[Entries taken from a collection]
=== Begin Enclosure ===
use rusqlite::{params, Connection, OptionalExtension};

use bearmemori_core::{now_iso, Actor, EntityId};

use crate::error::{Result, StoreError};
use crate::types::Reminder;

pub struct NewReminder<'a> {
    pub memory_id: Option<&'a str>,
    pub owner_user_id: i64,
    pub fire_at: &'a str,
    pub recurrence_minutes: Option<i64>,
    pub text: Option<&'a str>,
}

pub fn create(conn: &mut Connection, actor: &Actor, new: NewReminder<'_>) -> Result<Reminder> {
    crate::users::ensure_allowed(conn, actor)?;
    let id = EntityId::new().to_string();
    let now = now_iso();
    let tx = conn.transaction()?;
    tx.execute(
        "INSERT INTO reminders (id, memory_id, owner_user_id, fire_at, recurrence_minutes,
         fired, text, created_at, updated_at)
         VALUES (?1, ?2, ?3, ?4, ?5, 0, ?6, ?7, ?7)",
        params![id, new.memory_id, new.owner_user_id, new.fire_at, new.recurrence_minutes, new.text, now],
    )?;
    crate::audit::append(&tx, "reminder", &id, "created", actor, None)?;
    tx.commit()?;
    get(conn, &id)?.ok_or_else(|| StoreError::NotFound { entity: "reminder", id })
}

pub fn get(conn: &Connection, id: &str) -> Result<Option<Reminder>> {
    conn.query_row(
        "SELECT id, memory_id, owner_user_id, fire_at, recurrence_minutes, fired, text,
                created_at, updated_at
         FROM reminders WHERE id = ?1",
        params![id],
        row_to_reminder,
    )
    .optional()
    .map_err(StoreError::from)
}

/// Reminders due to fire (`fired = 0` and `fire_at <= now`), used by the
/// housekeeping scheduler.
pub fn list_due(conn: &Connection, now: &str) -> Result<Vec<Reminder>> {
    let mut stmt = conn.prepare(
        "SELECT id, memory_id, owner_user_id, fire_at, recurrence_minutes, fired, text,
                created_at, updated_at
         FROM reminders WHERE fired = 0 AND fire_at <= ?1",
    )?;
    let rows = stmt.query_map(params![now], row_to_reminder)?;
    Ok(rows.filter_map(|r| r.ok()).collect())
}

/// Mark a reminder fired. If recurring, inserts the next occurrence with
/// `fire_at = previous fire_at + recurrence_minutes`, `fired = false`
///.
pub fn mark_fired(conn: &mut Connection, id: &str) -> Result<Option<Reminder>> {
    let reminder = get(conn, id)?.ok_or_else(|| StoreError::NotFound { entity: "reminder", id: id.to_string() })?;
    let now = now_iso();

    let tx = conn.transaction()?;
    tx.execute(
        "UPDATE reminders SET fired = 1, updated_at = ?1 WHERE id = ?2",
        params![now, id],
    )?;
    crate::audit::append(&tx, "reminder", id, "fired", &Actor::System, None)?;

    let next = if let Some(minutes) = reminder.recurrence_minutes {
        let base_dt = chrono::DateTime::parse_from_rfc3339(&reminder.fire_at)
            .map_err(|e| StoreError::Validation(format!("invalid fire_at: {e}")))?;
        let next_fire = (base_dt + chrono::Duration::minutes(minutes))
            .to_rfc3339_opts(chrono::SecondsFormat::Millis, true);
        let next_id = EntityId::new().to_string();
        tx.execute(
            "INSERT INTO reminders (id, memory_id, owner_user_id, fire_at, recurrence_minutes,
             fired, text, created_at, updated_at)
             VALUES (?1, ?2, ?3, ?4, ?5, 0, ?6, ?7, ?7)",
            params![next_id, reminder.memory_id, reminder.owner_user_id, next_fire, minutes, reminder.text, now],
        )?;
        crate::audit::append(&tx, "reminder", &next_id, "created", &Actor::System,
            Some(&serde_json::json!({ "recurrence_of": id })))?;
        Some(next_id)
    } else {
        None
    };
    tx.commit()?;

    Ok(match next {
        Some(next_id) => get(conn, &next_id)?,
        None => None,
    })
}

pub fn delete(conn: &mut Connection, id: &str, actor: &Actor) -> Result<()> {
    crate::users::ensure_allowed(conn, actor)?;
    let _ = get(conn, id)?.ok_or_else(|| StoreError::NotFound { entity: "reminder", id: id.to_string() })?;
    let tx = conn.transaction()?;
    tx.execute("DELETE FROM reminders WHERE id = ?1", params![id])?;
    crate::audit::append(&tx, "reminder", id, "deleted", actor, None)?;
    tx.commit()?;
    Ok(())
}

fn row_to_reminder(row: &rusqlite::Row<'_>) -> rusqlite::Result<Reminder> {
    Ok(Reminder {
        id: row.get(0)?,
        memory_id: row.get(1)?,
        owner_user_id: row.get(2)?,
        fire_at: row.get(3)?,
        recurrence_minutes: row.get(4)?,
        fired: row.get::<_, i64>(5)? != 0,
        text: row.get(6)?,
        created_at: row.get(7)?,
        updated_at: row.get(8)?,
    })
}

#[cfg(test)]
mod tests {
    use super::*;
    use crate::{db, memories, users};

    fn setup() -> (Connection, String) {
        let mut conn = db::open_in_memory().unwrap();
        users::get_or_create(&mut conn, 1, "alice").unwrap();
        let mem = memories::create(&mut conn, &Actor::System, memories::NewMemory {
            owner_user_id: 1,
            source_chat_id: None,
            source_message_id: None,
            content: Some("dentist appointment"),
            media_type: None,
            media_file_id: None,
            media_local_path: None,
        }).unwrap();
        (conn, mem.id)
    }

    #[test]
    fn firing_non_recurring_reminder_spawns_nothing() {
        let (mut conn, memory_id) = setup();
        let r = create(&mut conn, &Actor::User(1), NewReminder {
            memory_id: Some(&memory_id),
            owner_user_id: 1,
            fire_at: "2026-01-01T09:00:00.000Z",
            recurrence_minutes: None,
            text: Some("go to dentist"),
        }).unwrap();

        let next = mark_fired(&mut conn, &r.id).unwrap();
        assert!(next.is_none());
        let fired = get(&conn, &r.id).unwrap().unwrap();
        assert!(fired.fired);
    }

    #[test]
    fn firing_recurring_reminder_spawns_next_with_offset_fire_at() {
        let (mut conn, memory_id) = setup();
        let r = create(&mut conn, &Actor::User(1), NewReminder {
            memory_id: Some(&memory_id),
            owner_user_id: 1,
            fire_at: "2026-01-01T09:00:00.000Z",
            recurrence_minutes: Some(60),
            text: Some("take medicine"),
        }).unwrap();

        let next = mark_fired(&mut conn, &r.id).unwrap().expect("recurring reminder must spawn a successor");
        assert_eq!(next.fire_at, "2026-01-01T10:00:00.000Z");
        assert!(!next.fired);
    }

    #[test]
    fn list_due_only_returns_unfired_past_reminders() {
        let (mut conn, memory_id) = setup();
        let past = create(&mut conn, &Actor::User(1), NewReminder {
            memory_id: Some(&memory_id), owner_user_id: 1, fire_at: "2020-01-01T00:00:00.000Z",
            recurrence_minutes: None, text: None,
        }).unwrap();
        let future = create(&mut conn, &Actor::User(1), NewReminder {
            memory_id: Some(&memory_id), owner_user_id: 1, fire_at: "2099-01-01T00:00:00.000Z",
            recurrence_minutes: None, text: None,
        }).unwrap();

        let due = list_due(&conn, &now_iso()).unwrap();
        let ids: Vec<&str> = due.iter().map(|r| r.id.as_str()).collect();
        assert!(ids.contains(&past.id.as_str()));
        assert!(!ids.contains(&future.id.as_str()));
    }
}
=== End Enclosure ===
**ASSIGNED TASK**
Copy each line of the entries that includes the word "VALUES".

**RESULT OF THE EXERCISE**
         VALUES (?1, ?2, ?3, ?4, ?5, 0, ?6, ?7, ?7)",
             VALUES (?1, ?2, ?3, ?4, ?5, 0, ?6, ?7, ?7)",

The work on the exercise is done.